11 Safety Tips for Kids (and Adults) Playing Pokemon Go
If your kid is old enough to operate a smartphone, they're probably already obsessed with Pokemon Go—the GPS-based augmented reality game that's been sweeping the planet as kids and grownups alike venture out into the world to capture their favorite animated pocket monsters. It uses real world locations to get players to explore their surroundings in search of digital creatures and treasures.
In its short existence (the game has been out for two weeks as of this writing), Pokemon Go has become a powerful tool for getting people off the couch and on their feet. But if pop culture has taught us anything, it's that with great power comes great responsibility.
So if your kid tells you they gotta catch 'em all, just make sure they follow these safety tips.
Good Socks and Shoes1 of 12
The game is all about real world exploration to find fictional creatures. This requires players to walk around to capture different Pokemon. While all that extra walking is great for your kid's step count, without the proper footwear, they could come home with as many blisters as virtual Pokemon captured.
To combat this, make sure your child's wearing a comfy pair of socks and supportive tennis shoes before they head out on their next adventure.
Sunscreen2 of 12
All this walking around means players may spend more time outside than they normally would. Make sure your kids are taking the necessary precautions to protect themselves from all those extra UV rays. And don't forget to reapply every couple of hours.
Set Boundaries3 of 12
If your child's going on a Pokemon adventure alone, make sure to set up appropriate physical boundaries based on their age and what you're comfortable with. For example, tell them to stay on the street, within three blocks of home or just in the neighborhood.
Make sure your child respects and stays within the boundaries you set, no matter how close that Jigglypuff may be.

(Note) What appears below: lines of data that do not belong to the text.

#[cfg(test)]
mod tests {
    use super::*;
    use ngl_diagnostics::DiagnosticSink;
    use ngl_source::FileId;
    use ngl_ts_parser::{parse_expression, parse_source};

    fn expr(src: &str) -> Expr {
        parse_expression(src, FileId::from_raw(0), &DiagnosticSink::new())
    }

    fn text(src: &str, span: Span) -> &str {
        &src[span.start as usize..span.end as usize]
    }

    #[test]
    fn code_chain_segments() {
        let src = "this.user!.first.#name";
        let e = expr(src);
        let chain = MemberChain::of(&e);
        assert!(chain.is_this_rooted());
        assert_eq!(chain.names(), ["user", "first", "#name"]);
        assert_eq!(text(src, chain.span_through(0).unwrap()), "this.user");
        assert_eq!(text(src, chain.span_through(1).unwrap()), "this.user!.first");
    }

    #[test]
    fn code_chain_stops_at_call() {
        let src = "this.items().length";
        let e = expr(src);
        let chain = MemberChain::of(&e);
        assert!(!chain.is_this_rooted());
        assert_eq!(chain.names(), ["length"]);
        assert_eq!(text(src, chain.root.span), "this.items()");
    }

    #[test]
    fn template_chain_with_safe_navigation() {
        let e = ngl_template_parser::expr_parser::parse_binding("user?.first.name", FileId::from_raw(0), 0)
            .unwrap();
        let chain = MemberChain::of(&e);
        assert!(chain.is_component_rooted());
        assert_eq!(chain.names(), ["user", "first", "name"]);
        assert!(chain.links[1].optional);
    }

    #[test]
    fn import_edit_appends_to_group() {
        let src = "import { Component, OnInit } from '@angular/core';\nclass A {}\n";
        let program = parse_source(src, FileId::from_raw(0), &DiagnosticSink::new());
        let edits = import_edits(&program, "@angular/core", &["OnInit", "OnDestroy"]);
        assert_eq!(edits.len(), 1);
        assert_eq!(edits[0].new_text, ", OnDestroy");
        assert_eq!(edits[0].span.start as usize, src.find(" }").unwrap());
    }

    #[test]
    fn import_edit_adds_declaration() {
        let src = "import { Component } from '@angular/core';\nclass A {}\n";
        let program = parse_source(src, FileId::from_raw(0), &DiagnosticSink::new());
        let edits = import_edits(&program, "@ionic/angular", &["ViewWillEnter"]);
        assert_eq!(
            edits[0].new_text,
            "\nimport { ViewWillEnter } from '@ionic/angular';"
        );
        assert!(import_edits(&program, "@angular/core", &["Component"]).is_empty());
    }

    #[test]
    fn walk_visits_nested_functions_and_can_prune() {
        let src = "class A { m() { if (a) { this.x = () => this.y++; } } }";
        let program = parse_source(src, FileId::from_raw(0), &DiagnosticSink::new());
        let class = program.classes().next().unwrap();
        let mut members = Vec::new();
        walk_class(class, &mut |e| {
            members.extend(this_member(e).map(str::to_string));
            true
        });
        assert_eq!(members, ["x", "y"]);

        let mut count = 0;
        walk_class(class, &mut |e| {
            count += 1;
            !matches!(e.kind, ExprKind::Function(_))
        });
        // a, the assignment, its target, its object, the arrow
        assert_eq!(count, 5);
    }

    #[test]
    fn whole_identifier_mentions() {
        assert!(mentions_identifier("value + 1", "value"));
        assert!(mentions_identifier("f(value)", "value"));
        assert!(!mentions_identifier("this.value", "value"));
        assert!(!mentions_identifier("values", "value"));
        assert!(!mentions_identifier("newValue", "Value"));
    }
}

Use the Buddy System4 of 12
If it works for field trips, then it can work in the field. If you're not comfortable letting your child wander the streets in search of Pokemon alone, have them go with a friend, sibling or even you.
Playing Pokemon Go together can also enhance the gaming experience, as players can battle each other when they find a Gym.
Stay Hydrated5 of 12
When kids get crazy obsessed with something, it can be easy for them to ignore when their body is shutting down because, OMG! There's a Pikachu!

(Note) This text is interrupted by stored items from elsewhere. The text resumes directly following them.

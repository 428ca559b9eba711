//! Lint engine that manages rule registration, configuration, and execution.
//!
//! The `LintEngine` accepts a `LintConfig` to control which rules are denied,
//! allowed, or enabled through `warn`, then runs each enabled rule over a
//! loaded [`LintUnit`].

use std::collections::HashSet;
use std::path::Path;
use std::sync::Arc;

use ngl_config::LintConfig;
use ngl_diagnostics::{DiagnosticSink, Severity};
use ngl_ionic::AttributeTypeOracle;
use ngl_source::{FileId, FileSystem, SourceDb};

use crate::error::RuleSetupError;
use crate::rules::register_builtin_rules;
use crate::unit::LintUnit;
use crate::LintRule;

/// The lint engine that orchestrates running lint rules on source files.
///
/// Rules are registered at construction time. The engine respects the
/// `LintConfig` to suppress rules (allow), promote rules to errors (deny),
/// or turn on rules that are off by default (warn).
pub struct LintEngine {
    /// All registered lint rules.
    rules: Vec<Box<dyn LintRule>>,
    /// Rule names that should be promoted to error severity.
    denied: HashSet<String>,
    /// Rule names that should be suppressed (not reported).
    allowed: HashSet<String>,
    /// Rule names enabled explicitly.
    warned: HashSet<String>,
}

impl LintEngine {
    /// Creates a lint engine with every builtin rule, configured by `config`.
    ///
    /// The attribute-type rules answer their lookups through `oracle`.
    /// Fails when a rule option table is incomplete or a deny/allow/warn list
    /// names an unknown rule.
    pub fn new(
        config: &LintConfig,
        oracle: Arc<AttributeTypeOracle>,
    ) -> Result<Self, RuleSetupError> {
        let mut engine = Self::without_rules(config);
        register_builtin_rules(&mut engine, &config.rules, oracle)?;
        engine.resolve_codes();

        let known: HashSet<&str> = engine.rule_names().into_iter().collect();
        let listed = engine.denied.iter().chain(&engine.allowed).chain(&engine.warned);
        if let Some(unknown) = listed.filter(|name| !known.contains(name.as_str())).min() {
            return Err(RuleSetupError::UnknownRule(unknown.clone()));
        }
        Ok(engine)
    }

    /// Rewrites codes such as `W105` in the rule lists to rule names.
    fn resolve_codes(&mut self) {
        let by_code: Vec<(String, String)> = self
            .rules
            .iter()
            .map(|r| (r.code().to_string(), r.name().to_string()))
            .collect();
        let resolve = |set: &mut HashSet<String>| {
            *set = set
                .drain()
                .map(|entry| {
                    by_code
                        .iter()
                        .find(|(code, _)| code.eq_ignore_ascii_case(&entry))
                        .map_or(entry, |(_, name)| name.clone())
                })
                .collect();
        };
        resolve(&mut self.denied);
        resolve(&mut self.allowed);
        resolve(&mut self.warned);
    }

    /// Creates an engine with the given configuration but no rules.
    pub fn without_rules(config: &LintConfig) -> Self {
        Self {
            rules: Vec::new(),
            denied: config.deny.iter().cloned().collect(),
            allowed: config.allow.iter().cloned().collect(),
            warned: config.warn.iter().cloned().collect(),
        }
    }

    /// Registers a lint rule with the engine.
    pub fn register(&mut self, rule: Box<dyn LintRule>) {
        self.rules.push(rule);
    }

    /// Returns the number of registered rules.
    pub fn rule_count(&self) -> usize {
        self.rules.len()
    }

    /// Returns the names of all registered rules.
    pub fn rule_names(&self) -> Vec<&str> {
        self.rules.iter().map(|r| r.name()).collect()
    }

    /// Iterates over the registered rules.
    pub fn rules(&self) -> impl Iterator<Item = &dyn LintRule> {
        self.rules.iter().map(|r| r.as_ref())
    }

    /// Returns `true` if `rule` runs under the current configuration.
    pub fn is_enabled(&self, rule: &dyn LintRule) -> bool {
        let name = rule.name();
        if self.allowed.contains(name) {
            return false;
        }
        rule.enabled_by_default() || self.warned.contains(name) || self.denied.contains(name)
    }

    /// Runs all enabled lint rules on a loaded unit.
    ///
    /// Each rule reports into a temporary sink. Its diagnostics are tagged
    /// with the rule name and promoted to error severity when the rule is
    /// denied.
    pub fn run(&self, unit: &LintUnit, sink: &DiagnosticSink) {
        for rule in &self.rules {
            if !self.is_enabled(rule.as_ref()) {
                continue;
            }
            let rule_name = rule.name();

            let temp_sink = DiagnosticSink::new();
            rule.check_unit(unit, &temp_sink);

            let is_denied = self.denied.contains(rule_name);
            for mut diag in temp_sink.take_all() {
                if is_denied {
                    diag.severity = Severity::Error;
                }
                diag.rule = Some(rule_name.to_string());
                sink.emit(diag);
            }
        }
    }

    /// Loads a file already in `source_db` and runs every enabled rule.
    ///
    /// Syntax errors and external templates are handled by
    /// [`LintUnit::load`].
    pub fn lint_file(
        &self,
        source_db: &mut SourceDb,
        fs: &dyn FileSystem,
        file: FileId,
        sink: &DiagnosticSink,
    ) -> LintUnit {
        let unit = LintUnit::load(source_db, fs, file, sink);
        self.run(&unit, sink);
        unit
    }

    /// Reads `path` through `fs`, then lints it like [`lint_file`](Self::lint_file).
    pub fn lint_path(
        &self,
        source_db: &mut SourceDb,
        fs: &dyn FileSystem,
        path: &Path,
        sink: &DiagnosticSink,
    ) -> std::io::Result<LintUnit> {
        let file = source_db.load_file(fs, path)?;
        Ok(self.lint_file(source_db, fs, file, sink))
    }
}

#[cfg(test)]
mod tests {
    use super::*;
    use ngl_config::{DenyElementOptions, RuleOptions};
    use ngl_diagnostics::{Category, Diagnostic, DiagnosticCode};
    use ngl_source::MemoryFileSystem;

    struct DummyRule {
        on: bool,
    }

    impl LintRule for DummyRule {
        fn code(&self) -> DiagnosticCode {
            DiagnosticCode::new(Category::Warning, 999)
        }
        fn name(&self) -> &str {
            "dummy-rule"
        }
        fn description(&self) -> &str {
            "a test rule"
        }
        fn default_severity(&self) -> Severity {
            Severity::Warning
        }
        fn enabled_by_default(&self) -> bool {
            self.on
        }
        fn check_unit(&self, unit: &LintUnit, sink: &DiagnosticSink) {
            sink.emit(
                Diagnostic::warning(self.code(), "dummy warning", unit.program.span)
                    .with_message_id("dummy"),
            );
        }
    }

    fn oracle() -> Arc<AttributeTypeOracle> {
        Arc::new(AttributeTypeOracle::new(
            "/node_modules/@ionic/core/dist/types/components.d.ts",
            Arc::new(MemoryFileSystem::new()),
            8,
        ))
    }

    fn config(deny: &[&str], allow: &[&str], warn: &[&str]) -> LintConfig {
        let list = |names: &[&str]| names.iter().map(|s| s.to_string()).collect();
        LintConfig {
            deny: list(deny),
            allow: list(allow),
            warn: list(warn),
            rules: RuleOptions::default(),
        }
    }

    fn run(engine: &LintEngine) -> Vec<Diagnostic> {
        let mut db = SourceDb::new();
        let file = db.add_source("/app/a.ts", "export class A {}\n".to_string());
        let sink = DiagnosticSink::new();
        engine.lint_file(&mut db, &MemoryFileSystem::new(), file, &sink);
        sink.take_all()
    }

    #[test]
    fn engine_registers_builtin_rules() {
        let engine = LintEngine::new(&LintConfig::default(), oracle()).unwrap();
        assert_eq!(engine.rule_count(), 8);
        let names = engine.rule_names();
        assert!(names.contains(&"signal-usage"));
        assert!(names.contains(&"ion-attribute-type"));
    }

    #[test]
    fn engine_custom_rule_tags_rule_name() {
        let mut engine = LintEngine::without_rules(&LintConfig::default());
        engine.register(Box::new(DummyRule { on: true }));
        let diags = run(&engine);
        assert_eq!(diags.len(), 1);
        assert_eq!(diags[0].rule.as_deref(), Some("dummy-rule"));
        assert_eq!(diags[0].severity, Severity::Warning);
    }

    #[test]
    fn engine_allow_suppresses_rule() {
        let mut engine = LintEngine::without_rules(&config(&[], &["dummy-rule"], &[]));
        engine.register(Box::new(DummyRule { on: true }));
        assert!(run(&engine).is_empty());
    }

    #[test]
    fn engine_deny_promotes_severity() {
        let mut engine = LintEngine::without_rules(&config(&["dummy-rule"], &[], &[]));
        engine.register(Box::new(DummyRule { on: true }));
        let diags = run(&engine);
        assert_eq!(diags[0].severity, Severity::Error);
    }

    #[test]
    fn off_by_default_rules_need_warn() {
        let mut engine = LintEngine::without_rules(&LintConfig::default());
        engine.register(Box::new(DummyRule { on: false }));
        assert!(run(&engine).is_empty());

        let mut engine = LintEngine::without_rules(&config(&[], &[], &["dummy-rule"]));
        engine.register(Box::new(DummyRule { on: false }));
        assert_eq!(run(&engine).len(), 1);
    }

    #[test]
    fn unknown_rule_is_a_setup_error() {
        let err = LintEngine::new(&config(&["no-such-rule"], &[], &[]), oracle())
            .err()
            .unwrap();
        assert_eq!(err, RuleSetupError::UnknownRule("no-such-rule".to_string()));
    }

    #[test]
    fn rule_codes_are_accepted_in_lists() {
        let engine = LintEngine::new(&config(&["w105"], &["C101"], &["W107"]), oracle()).unwrap();
        let enabled: Vec<&str> = engine
            .rules()
            .filter(|r| engine.is_enabled(*r))
            .map(|r| r.name())
            .collect();
        assert!(enabled.contains(&"ion-boolean-attribute"));
        assert!(!enabled.contains(&"prefer-readonly"));
        assert!(engine.denied.contains("signal-usage"));
    }

    #[test]
    fn deny_element_without_elements_is_fatal() {
        let mut cfg = LintConfig::default();
        cfg.rules.deny_element = Some(DenyElementOptions { elements: None });
        let err = LintEngine::new(&cfg, oracle()).err().unwrap();
        assert!(matches!(err, RuleSetupError::MissingOption { rule: "deny-element", .. }));
    }
}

Especially when your kids have so much extra free time during the summer months, make sure they're keeping themselves properly hydrated with regular water breaks.
Travel Safely6 of 12
If your kid utilizes a bike, skateboard, scooter or any alternate mode of transportation on his or her Pokemon expeditions, make sure they obey the "no texting, while driving" rule.
Also, make certain they keep their eyes on the road and not on their phone when operating anything with wheels (or walking in general).
Wear Bug Spray7 of 12
Just because the creatures your child is chasing are fictional doesn't mean there aren't real critters outside to be wary of. Ward off mosquitos and other pests with a little bug spray to ensure your kids don't come back with an itch.
Be Careful What You Post Online8 of 12
Just to be on the safe side, make sure your kids don't post their current location or where they're going next on social media while playing Pokemon Go.
Tell them they can brag about their trophy catches as soon as they're safe and sound at home.
Stay Aware of Your Surroundings9 of 12
As the app itself warns, "Remember to be alert at all times. Stay aware of your surroundings."
It's easy to get lost in the game world while trying to find your next catch, but snakes, cliffs and oncoming traffic are just a few real-world hazards players need to watch out for. Players should also be wary of wandering onto private property or into a dark alley; your Charizard can't protect you in real life.
Watch Your Battery Power10 of 12
Because the game uses GPS to find the player's location and the smartphone's camera function when capturing Pokemon, it can drain your phone's battery faster than you can say, "I choose you, Mr. Mime!" (Seriously, never choose Mr. Mime.)
This can leave your kid exhausted from a long search and stranded with a dead cell phone. Make sure all your battery-saving options are turned on, and your kid keeps a close eye on how much life is left. It also might be worth investing in an external battery pack if your son or daughter is really serious about catching 'em all.
Side Note: If you don't have an unlimited data plan, your kid can really chew through some data if Wi-Fi isn't readily available. Racking up extra cell phone bill charges is a whole 'nother kind of dangerous for kids.
Set Time Limits11 of 12
As great as the active and social aspects of a game like Pokemon Go are, it still requires staring at a screen and engaging in a fictional universe for a considerable amount of time.
If you already put limits on your child's video game or TV time, you may want to place restrictions on this play time, too. But we recommend a little extra leniency with this one since they're getting exercise at the same time.